What you are asked to do →
Look below for the line containing "INSERT INTO books"; from there, print each line exactly up to and including the line containing "let lent = count_referencing(&mut", and stop.

Available data →
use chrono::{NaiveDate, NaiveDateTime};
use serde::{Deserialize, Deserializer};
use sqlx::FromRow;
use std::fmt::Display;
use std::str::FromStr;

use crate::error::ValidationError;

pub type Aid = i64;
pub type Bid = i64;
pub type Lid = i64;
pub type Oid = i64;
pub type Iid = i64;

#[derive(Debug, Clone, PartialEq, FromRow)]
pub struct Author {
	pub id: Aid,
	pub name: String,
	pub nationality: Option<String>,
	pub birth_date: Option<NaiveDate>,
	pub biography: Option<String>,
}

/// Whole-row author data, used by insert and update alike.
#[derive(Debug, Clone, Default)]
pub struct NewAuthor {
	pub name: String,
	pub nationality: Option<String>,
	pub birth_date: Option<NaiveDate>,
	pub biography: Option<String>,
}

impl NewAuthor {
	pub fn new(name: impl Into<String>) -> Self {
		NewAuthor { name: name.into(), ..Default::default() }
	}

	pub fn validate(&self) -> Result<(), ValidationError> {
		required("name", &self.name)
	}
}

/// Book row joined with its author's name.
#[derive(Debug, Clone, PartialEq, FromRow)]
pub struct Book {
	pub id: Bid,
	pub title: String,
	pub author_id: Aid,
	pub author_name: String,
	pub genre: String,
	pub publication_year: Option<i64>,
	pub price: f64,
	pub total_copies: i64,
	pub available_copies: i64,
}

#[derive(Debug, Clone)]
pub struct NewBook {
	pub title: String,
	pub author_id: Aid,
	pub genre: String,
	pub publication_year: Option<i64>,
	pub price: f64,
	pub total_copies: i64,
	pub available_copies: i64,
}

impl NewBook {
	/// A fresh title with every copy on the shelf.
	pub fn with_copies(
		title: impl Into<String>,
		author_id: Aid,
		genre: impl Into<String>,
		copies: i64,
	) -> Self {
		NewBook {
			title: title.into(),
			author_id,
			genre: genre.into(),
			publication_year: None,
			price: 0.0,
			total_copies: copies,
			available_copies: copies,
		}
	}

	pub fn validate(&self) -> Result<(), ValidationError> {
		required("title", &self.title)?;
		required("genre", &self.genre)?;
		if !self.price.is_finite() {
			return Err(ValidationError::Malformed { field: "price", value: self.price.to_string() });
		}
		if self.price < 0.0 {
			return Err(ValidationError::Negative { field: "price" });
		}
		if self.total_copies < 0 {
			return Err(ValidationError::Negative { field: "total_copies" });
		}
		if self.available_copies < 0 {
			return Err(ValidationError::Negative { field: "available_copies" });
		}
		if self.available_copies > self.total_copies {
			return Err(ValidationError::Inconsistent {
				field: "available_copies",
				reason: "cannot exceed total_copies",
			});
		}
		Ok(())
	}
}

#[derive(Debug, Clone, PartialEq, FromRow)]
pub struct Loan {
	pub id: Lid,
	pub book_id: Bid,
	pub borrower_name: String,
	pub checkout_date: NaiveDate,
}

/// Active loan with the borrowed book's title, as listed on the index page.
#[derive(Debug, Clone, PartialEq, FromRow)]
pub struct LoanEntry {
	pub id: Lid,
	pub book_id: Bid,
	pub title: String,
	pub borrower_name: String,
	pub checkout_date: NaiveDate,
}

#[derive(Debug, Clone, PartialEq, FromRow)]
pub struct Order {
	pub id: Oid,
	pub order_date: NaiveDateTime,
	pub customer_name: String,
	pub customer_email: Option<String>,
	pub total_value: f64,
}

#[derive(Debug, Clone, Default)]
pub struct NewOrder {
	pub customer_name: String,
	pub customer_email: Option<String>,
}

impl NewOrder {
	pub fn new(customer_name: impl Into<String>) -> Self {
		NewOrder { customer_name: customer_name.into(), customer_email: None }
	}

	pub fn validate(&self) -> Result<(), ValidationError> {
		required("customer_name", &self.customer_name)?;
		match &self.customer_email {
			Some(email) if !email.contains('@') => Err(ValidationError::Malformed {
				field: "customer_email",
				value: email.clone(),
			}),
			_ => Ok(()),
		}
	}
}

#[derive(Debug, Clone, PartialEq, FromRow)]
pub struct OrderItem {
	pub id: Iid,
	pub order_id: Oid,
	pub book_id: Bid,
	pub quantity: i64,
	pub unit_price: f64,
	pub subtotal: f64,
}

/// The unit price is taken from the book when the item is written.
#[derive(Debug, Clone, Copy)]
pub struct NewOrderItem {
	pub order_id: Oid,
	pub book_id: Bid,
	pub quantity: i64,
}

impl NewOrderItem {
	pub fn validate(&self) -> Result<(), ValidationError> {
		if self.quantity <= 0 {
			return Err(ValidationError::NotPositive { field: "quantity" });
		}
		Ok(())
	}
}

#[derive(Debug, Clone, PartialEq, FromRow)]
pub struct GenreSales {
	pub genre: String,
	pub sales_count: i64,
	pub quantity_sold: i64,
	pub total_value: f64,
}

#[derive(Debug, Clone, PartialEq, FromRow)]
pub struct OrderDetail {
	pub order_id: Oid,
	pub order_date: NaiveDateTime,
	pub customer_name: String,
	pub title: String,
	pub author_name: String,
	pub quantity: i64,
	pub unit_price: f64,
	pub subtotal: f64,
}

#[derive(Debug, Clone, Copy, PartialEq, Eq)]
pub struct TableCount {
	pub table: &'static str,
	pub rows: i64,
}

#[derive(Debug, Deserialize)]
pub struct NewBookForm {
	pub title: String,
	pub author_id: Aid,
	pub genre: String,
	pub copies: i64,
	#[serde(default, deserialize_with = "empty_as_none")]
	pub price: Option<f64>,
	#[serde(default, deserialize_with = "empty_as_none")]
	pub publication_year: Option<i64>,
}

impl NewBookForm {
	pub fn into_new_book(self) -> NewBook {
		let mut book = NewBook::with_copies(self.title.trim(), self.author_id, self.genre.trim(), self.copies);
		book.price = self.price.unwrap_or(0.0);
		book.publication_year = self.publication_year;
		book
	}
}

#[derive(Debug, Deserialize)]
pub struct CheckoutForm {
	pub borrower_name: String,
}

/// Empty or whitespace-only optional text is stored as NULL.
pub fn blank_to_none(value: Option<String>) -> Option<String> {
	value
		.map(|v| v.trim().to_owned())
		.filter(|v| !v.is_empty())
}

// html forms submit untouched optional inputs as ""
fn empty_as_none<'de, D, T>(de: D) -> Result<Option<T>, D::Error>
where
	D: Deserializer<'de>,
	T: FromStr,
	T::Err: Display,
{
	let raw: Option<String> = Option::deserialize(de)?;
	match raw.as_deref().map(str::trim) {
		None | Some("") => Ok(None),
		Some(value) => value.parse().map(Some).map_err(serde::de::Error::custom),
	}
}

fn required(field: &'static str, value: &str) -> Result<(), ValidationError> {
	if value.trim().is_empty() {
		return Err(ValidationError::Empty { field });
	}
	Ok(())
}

==

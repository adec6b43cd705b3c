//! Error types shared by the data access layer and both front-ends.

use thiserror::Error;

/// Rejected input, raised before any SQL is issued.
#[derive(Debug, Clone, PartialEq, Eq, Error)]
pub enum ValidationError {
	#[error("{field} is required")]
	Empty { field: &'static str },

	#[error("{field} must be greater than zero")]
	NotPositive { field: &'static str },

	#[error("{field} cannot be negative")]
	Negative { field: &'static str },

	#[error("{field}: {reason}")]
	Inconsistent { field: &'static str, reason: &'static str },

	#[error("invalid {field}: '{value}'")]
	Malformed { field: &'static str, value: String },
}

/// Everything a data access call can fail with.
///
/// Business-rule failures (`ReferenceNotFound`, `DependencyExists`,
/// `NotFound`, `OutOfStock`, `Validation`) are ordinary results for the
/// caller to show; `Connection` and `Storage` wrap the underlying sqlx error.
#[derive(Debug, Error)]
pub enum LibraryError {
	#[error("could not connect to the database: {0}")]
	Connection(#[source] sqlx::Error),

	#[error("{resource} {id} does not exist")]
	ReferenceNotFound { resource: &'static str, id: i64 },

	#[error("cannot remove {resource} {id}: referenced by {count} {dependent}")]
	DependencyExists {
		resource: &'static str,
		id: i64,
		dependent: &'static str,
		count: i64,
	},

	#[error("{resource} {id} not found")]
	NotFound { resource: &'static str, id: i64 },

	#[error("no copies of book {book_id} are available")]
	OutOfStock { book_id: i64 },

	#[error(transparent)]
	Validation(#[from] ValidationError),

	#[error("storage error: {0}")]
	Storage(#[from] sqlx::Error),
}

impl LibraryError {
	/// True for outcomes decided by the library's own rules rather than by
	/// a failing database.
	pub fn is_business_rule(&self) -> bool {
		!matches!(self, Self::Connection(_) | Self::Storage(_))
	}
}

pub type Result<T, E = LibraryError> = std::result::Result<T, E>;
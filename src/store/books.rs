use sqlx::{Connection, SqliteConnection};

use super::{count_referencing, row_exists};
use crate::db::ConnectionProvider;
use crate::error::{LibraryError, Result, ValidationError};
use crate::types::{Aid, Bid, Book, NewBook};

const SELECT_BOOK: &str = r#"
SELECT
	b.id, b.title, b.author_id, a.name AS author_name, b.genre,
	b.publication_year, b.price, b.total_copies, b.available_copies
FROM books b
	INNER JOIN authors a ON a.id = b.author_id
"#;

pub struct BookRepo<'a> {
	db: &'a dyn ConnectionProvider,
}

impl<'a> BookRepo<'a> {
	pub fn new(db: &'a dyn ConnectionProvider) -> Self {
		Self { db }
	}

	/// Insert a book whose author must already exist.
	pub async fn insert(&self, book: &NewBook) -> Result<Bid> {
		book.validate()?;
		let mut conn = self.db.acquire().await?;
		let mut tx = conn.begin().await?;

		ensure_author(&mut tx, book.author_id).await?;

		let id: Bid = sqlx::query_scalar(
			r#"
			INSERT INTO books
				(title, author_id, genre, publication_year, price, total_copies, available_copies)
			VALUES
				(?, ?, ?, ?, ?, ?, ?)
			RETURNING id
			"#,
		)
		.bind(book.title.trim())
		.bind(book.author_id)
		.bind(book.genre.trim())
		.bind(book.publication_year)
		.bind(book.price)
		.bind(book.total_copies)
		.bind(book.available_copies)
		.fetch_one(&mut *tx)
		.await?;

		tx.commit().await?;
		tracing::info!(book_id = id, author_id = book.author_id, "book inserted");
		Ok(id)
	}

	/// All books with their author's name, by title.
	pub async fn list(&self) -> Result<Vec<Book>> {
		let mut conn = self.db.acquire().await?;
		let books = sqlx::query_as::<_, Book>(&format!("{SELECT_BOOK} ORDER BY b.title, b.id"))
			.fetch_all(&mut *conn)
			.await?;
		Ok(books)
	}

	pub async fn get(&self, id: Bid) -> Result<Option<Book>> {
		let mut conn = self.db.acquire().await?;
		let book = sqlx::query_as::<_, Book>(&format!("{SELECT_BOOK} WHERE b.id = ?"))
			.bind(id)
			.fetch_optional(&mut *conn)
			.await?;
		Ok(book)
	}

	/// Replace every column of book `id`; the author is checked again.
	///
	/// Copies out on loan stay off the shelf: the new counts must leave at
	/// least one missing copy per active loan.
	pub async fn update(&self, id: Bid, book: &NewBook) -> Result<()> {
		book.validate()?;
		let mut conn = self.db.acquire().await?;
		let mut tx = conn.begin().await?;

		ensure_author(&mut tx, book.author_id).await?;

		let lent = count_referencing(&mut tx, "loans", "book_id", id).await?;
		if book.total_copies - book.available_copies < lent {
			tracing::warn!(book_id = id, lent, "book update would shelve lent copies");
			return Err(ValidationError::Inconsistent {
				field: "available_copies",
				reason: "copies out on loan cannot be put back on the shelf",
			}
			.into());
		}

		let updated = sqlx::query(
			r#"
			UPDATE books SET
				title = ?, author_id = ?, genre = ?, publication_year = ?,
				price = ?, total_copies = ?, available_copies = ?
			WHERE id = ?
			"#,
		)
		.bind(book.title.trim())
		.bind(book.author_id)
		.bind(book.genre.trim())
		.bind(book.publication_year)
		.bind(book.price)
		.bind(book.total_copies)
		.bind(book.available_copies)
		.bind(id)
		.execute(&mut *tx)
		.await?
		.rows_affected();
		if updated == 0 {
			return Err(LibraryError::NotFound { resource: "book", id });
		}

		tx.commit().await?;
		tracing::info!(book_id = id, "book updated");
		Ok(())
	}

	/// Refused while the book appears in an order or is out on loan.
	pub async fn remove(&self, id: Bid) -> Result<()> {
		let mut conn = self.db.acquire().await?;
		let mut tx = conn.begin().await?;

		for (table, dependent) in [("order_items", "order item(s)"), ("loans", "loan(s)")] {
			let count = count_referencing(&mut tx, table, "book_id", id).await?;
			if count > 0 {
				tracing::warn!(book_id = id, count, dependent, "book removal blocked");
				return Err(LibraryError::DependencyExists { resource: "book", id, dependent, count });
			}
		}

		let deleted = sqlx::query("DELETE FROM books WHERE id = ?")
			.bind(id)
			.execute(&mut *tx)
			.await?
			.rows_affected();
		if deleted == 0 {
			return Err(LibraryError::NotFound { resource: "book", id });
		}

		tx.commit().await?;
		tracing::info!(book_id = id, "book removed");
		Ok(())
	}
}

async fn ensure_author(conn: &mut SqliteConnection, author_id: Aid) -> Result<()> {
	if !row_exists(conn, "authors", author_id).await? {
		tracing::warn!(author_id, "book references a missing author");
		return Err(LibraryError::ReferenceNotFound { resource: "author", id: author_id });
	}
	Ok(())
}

...

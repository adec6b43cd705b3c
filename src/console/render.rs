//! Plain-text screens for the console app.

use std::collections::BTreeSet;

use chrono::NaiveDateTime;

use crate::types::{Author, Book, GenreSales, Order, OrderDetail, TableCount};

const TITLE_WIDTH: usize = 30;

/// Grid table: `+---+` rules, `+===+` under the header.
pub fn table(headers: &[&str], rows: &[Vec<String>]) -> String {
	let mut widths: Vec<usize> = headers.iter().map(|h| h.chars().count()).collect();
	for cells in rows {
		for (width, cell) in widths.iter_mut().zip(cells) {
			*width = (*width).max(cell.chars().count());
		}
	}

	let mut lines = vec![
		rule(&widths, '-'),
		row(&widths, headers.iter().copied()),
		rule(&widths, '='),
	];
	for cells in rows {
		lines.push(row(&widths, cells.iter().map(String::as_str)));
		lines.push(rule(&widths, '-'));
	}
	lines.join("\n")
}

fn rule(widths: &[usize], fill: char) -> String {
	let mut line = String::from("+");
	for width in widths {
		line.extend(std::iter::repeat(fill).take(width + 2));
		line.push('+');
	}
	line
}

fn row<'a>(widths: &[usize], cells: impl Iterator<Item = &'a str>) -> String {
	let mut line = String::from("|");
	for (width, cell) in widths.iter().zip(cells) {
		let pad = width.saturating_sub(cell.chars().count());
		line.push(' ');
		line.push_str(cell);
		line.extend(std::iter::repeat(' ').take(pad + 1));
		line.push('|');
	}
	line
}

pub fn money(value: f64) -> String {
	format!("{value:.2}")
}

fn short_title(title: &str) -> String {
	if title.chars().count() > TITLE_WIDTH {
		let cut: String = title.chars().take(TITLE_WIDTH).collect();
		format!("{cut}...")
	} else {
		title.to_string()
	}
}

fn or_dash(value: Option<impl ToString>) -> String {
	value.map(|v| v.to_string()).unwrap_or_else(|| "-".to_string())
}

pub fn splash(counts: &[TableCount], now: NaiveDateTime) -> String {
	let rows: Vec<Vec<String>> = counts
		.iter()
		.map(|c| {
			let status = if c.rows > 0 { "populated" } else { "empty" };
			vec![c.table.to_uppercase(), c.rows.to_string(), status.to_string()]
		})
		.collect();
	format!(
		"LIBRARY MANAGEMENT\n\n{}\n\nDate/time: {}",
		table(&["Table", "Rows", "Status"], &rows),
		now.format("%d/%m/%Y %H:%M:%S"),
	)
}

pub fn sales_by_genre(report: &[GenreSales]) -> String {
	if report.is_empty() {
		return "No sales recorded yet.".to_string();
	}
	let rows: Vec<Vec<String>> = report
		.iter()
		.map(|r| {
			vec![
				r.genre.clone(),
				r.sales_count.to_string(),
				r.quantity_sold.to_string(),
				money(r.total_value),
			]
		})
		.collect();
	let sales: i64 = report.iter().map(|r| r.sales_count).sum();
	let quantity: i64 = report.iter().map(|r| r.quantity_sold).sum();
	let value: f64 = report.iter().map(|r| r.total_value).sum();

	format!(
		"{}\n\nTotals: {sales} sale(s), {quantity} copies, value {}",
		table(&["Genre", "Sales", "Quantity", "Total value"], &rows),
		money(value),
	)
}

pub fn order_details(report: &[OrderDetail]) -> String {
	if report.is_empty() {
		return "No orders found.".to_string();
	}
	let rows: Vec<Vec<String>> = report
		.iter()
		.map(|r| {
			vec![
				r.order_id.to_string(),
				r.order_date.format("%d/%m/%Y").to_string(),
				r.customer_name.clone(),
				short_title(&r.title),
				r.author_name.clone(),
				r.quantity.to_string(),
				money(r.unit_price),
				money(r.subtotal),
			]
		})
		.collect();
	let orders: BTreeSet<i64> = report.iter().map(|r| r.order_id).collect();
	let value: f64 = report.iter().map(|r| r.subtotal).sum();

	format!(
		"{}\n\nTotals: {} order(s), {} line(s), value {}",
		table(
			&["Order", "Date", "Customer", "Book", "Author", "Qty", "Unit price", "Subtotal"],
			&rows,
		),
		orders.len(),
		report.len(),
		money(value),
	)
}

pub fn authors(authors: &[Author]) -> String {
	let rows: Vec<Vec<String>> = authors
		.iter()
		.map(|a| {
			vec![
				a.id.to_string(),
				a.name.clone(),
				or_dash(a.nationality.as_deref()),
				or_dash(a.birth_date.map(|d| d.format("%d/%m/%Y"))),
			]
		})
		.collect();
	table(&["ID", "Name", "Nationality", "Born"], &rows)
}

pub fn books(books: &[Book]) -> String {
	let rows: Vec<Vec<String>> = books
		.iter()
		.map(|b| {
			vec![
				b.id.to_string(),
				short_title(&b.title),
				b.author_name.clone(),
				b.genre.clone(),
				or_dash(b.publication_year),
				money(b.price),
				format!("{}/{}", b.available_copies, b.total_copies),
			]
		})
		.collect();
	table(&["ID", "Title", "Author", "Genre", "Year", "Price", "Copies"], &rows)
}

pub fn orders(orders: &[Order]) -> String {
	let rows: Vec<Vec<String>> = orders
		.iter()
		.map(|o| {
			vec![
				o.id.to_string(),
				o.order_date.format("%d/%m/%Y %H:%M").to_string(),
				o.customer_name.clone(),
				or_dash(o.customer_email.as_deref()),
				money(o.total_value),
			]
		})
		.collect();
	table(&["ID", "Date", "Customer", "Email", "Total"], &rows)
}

Solution for this exercise →
			INSERT INTO books
				(title, author_id, genre, publication_year, price, total_copies, available_copies)
			VALUES
				(?, ?, ?, ?, ?, ?, ?)
			RETURNING id
			"#,
		)
		.bind(book.title.trim())
		.bind(book.author_id)
		.bind(book.genre.trim())
		.bind(book.publication_year)
		.bind(book.price)
		.bind(book.total_copies)
		.bind(book.available_copies)
		.fetch_one(&mut *tx)
		.await?;

		tx.commit().await?;
		tracing::info!(book_id = id, author_id = book.author_id, "book inserted");
		Ok(id)
	}

	/// All books with their author's name, by title.
	pub async fn list(&self) -> Result<Vec<Book>> {
		let mut conn = self.db.acquire().await?;
		let books = sqlx::query_as::<_, Book>(&format!("{SELECT_BOOK} ORDER BY b.title, b.id"))
			.fetch_all(&mut *conn)
			.await?;
		Ok(books)
	}

	pub async fn get(&self, id: Bid) -> Result<Option<Book>> {
		let mut conn = self.db.acquire().await?;
		let book = sqlx::query_as::<_, Book>(&format!("{SELECT_BOOK} WHERE b.id = ?"))
			.bind(id)
			.fetch_optional(&mut *conn)
			.await?;
		Ok(book)
	}

	/// Replace every column of book `id`; the author is checked again.
	///
	/// Copies out on loan stay off the shelf: the new counts must leave at
	/// least one missing copy per active loan.
	pub async fn update(&self, id: Bid, book: &NewBook) -> Result<()> {
		book.validate()?;
		let mut conn = self.db.acquire().await?;
		let mut tx = conn.begin().await?;

		ensure_author(&mut tx, book.author_id).await?;

		let lent = count_referencing(&mut tx, "loans", "book_id", id).await?;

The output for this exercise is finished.